[Extracted entries]
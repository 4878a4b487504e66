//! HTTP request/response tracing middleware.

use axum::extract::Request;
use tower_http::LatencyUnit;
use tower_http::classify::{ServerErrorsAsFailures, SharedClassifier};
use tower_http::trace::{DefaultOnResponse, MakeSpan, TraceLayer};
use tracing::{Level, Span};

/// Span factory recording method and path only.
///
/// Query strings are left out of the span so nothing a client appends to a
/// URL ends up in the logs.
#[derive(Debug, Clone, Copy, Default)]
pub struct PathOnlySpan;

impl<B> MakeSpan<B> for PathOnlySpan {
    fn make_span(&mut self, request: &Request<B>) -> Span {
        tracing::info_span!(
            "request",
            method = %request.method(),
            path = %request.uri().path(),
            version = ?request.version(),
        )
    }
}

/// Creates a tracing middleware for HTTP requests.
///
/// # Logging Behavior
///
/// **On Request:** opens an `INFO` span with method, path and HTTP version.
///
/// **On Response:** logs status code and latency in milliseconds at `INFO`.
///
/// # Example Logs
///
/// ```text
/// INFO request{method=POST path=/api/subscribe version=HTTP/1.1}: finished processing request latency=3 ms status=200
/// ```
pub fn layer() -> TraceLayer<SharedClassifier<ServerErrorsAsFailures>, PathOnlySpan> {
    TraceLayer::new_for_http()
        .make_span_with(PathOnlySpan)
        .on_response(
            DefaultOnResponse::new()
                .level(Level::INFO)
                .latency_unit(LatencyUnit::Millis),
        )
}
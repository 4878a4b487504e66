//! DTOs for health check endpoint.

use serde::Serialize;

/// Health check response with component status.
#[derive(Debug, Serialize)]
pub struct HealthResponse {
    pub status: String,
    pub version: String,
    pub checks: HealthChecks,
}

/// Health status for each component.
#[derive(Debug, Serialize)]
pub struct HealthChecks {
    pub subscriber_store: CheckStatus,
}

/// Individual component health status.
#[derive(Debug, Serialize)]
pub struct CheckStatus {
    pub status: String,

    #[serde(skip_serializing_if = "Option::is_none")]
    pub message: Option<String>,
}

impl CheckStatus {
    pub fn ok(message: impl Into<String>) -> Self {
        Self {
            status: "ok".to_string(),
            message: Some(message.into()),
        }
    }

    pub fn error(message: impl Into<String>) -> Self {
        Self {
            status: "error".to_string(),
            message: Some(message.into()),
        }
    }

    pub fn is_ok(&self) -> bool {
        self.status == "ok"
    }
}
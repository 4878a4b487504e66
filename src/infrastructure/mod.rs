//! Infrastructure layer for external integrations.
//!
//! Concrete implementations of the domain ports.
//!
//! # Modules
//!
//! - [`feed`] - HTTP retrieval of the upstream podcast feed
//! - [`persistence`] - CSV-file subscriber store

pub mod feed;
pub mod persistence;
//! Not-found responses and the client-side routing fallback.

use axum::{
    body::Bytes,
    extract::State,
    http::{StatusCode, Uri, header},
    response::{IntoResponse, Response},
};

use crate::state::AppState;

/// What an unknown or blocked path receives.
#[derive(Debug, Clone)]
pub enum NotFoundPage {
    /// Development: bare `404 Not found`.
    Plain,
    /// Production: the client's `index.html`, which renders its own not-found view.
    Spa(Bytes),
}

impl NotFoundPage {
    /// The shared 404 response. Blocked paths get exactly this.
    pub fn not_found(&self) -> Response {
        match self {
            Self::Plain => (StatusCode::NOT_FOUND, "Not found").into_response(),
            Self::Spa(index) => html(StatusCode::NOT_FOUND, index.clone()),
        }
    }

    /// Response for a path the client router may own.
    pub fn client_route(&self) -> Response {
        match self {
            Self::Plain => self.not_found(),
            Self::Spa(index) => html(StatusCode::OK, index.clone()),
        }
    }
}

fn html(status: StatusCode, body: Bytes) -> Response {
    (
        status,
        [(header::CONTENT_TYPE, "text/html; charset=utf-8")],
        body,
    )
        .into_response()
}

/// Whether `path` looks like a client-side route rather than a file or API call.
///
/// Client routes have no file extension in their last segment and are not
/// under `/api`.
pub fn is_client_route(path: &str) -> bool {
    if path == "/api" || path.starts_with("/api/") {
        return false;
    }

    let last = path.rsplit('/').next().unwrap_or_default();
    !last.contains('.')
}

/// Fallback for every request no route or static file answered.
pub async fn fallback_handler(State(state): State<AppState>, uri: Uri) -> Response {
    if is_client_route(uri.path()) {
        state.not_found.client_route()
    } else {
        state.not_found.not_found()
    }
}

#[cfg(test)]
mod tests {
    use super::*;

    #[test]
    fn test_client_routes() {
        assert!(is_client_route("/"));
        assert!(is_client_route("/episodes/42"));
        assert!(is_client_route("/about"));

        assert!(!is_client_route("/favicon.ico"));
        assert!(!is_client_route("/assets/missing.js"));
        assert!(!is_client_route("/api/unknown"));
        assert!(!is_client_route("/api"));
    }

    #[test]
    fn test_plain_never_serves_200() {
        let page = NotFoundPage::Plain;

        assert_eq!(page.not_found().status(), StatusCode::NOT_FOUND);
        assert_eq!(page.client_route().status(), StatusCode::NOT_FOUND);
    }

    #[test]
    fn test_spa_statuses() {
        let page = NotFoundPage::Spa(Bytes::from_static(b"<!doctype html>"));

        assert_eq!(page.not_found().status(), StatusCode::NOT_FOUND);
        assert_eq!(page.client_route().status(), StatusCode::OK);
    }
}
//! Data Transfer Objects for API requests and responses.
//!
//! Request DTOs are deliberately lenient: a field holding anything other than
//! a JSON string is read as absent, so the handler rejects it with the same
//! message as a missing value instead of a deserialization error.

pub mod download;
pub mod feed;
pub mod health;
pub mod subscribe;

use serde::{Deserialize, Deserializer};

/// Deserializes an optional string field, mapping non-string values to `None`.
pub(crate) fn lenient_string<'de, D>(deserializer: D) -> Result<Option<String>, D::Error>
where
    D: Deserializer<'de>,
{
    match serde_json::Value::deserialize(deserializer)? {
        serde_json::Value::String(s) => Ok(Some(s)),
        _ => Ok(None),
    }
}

[Requirement] Copy each entry above exactly, character for character.

[Task answer]
repository 4878a4b487504e66
//! HTTP request/response tracing middleware.

use axum::extract::Request;
use tower_http::LatencyUnit;
use tower_http::classify::{ServerErrorsAsFailures, SharedClassifier};
use tower_http::trace::{DefaultOnResponse, MakeSpan, TraceLayer};
use tracing::{Level, Span};

/// Span factory recording method and path only.
///
/// Query strings are left out of the span so nothing a client appends to a
/// URL ends up in the logs.
#[derive(Debug, Clone, Copy, Default)]
pub struct PathOnlySpan;

impl<B> MakeSpan<B> for PathOnlySpan {
    fn make_span(&mut self, request: &Request<B>) -> Span {
        tracing::info_span!(
            "request",
            method = %request.method(),
            path = %request.uri().path(),
            version = ?request.version(),
        )
    }
}

/// Creates a tracing middleware for HTTP requests.
///
/// # Logging Behavior
///
/// **On Request:** opens an `INFO` span with method, path and HTTP version.
///
/// **On Response:** logs status code and latency in milliseconds at `INFO`.
///
/// # Example Logs
///
/// ```text
/// INFO request{method=POST path=/api/subscribe version=HTTP/1.1}: finished processing request latency=3 ms status=200
/// ```
pub fn layer() -> TraceLayer<SharedClassifier<ServerErrorsAsFailures>, PathOnlySpan> {
    TraceLayer::new_for_http()
        .make_span_with(PathOnlySpan)
        .on_response(
            DefaultOnResponse::new()
                .level(Level::INFO)
                .latency_unit(LatencyUnit::Millis),
        )
}
repository 4878a4b487504e66
//! DTOs for health check endpoint.

use serde::Serialize;

/// Health check response with component status.
#[derive(Debug, Serialize)]
pub struct HealthResponse {
    pub status: String,
    pub version: String,
    pub checks: HealthChecks,
}

/// Health status for each component.
#[derive(Debug, Serialize)]
pub struct HealthChecks {
    pub subscriber_store: CheckStatus,
}

/// Individual component health status.
#[derive(Debug, Serialize)]
pub struct CheckStatus {
    pub status: String,

    #[serde(skip_serializing_if = "Option::is_none")]
    pub message: Option<String>,
}

impl CheckStatus {
    pub fn ok(message: impl Into<String>) -> Self {
        Self {
            status: "ok".to_string(),
            message: Some(message.into()),
        }
    }

    pub fn error(message: impl Into<String>) -> Self {
        Self {
            status: "error".to_string(),
            message: Some(message.into()),
        }
    }

    pub fn is_ok(&self) -> bool {
        self.status == "ok"
    }
}
repository 4878a4b487504e66
filename src/infrastructure/mod.rs
//! Infrastructure layer for external integrations.
//!
//! Concrete implementations of the domain ports.
//!
//! # Modules
//!
//! - [`feed`] - HTTP retrieval of the upstream podcast feed
//! - [`persistence`] - CSV-file subscriber store

pub mod feed;
pub mod persistence;
//! Not-found responses and the client-side routing fallback.

use axum::{
    body::Bytes,
    extract::State,
    http::{StatusCode, Uri, header},
    response::{IntoResponse, Response},
};

use crate::state::AppState;

/// What an unknown or blocked path receives.
#[derive(Debug, Clone)]
pub enum NotFoundPage {
    /// Development: bare `404 Not found`.
    Plain,
    /// Production: the client's `index.html`, which renders its own not-found view.
    Spa(Bytes),
}

impl NotFoundPage {
    /// The shared 404 response. Blocked paths get exactly this.
    pub fn not_found(&self) -> Response {
        match self {
            Self::Plain => (StatusCode::NOT_FOUND, "Not found").into_response(),
            Self::Spa(index) => html(StatusCode::NOT_FOUND, index.clone()),
        }
    }

    /// Response for a path the client router may own.
    pub fn client_route(&self) -> Response {
        match self {
            Self::Plain => self.not_found(),
            Self::Spa(index) => html(StatusCode::OK, index.clone()),
        }
    }
}

fn html(status: StatusCode, body: Bytes) -> Response {
    (
        status,
        [(header::CONTENT_TYPE, "text/html; charset=utf-8")],
        body,
    )
        .into_response()
}

/// Whether `path` looks like a client-side route rather than a file or API call.
///
/// Client routes have no file extension in their last segment and are not
/// under `/api`.
pub fn is_client_route(path: &str) -> bool {
    if path == "/api" || path.starts_with("/api/") {
        return false;
    }

    let last = path.rsplit('/').next().unwrap_or_default();
    !last.contains('.')
}

/// Fallback for every request no route or static file answered.
pub async fn fallback_handler(State(state): State<AppState>, uri: Uri) -> Response {
    if is_client_route(uri.path()) {
        state.not_found.client_route()
    } else {
        state.not_found.not_found()
    }
}

#[cfg(test)]
mod tests {
    use super::*;

    #[test]
    fn test_client_routes() {
        assert!(is_client_route("/"));
        assert!(is_client_route("/episodes/42"));
        assert!(is_client_route("/about"));

        assert!(!is_client_route("/favicon.ico"));
        assert!(!is_client_route("/assets/missing.js"));
        assert!(!is_client_route("/api/unknown"));
        assert!(!is_client_route("/api"));
    }

    #[test]
    fn test_plain_never_serves_200() {
        let page = NotFoundPage::Plain;

        assert_eq!(page.not_found().status(), StatusCode::NOT_FOUND);
        assert_eq!(page.client_route().status(), StatusCode::NOT_FOUND);
    }

    #[test]
    fn test_spa_statuses() {
        let page = NotFoundPage::Spa(Bytes::from_static(b"<!doctype html>"));

        assert_eq!(page.not_found().status(), StatusCode::NOT_FOUND);
        assert_eq!(page.client_route().status(), StatusCode::OK);
    }
}
//! Data Transfer Objects for API requests and responses.
//!
//! Request DTOs are deliberately lenient: a field holding anything other than
//! a JSON string is read as absent, so the handler rejects it with the same
//! message as a missing value instead of a deserialization error.

pub mod download;
pub mod feed;
pub mod health;
pub mod subscribe;

use serde::{Deserialize, Deserializer};

/// Deserializes an optional string field, mapping non-string values to `None`.
pub(crate) fn lenient_string<'de, D>(deserializer: D) -> Result<Option<String>, D::Error>
where
    D: Deserializer<'de>,
{
    match serde_json::Value::deserialize(deserializer)? {
        serde_json::Value::String(s) => Ok(Some(s)),
        _ => Ok(None),
    }
}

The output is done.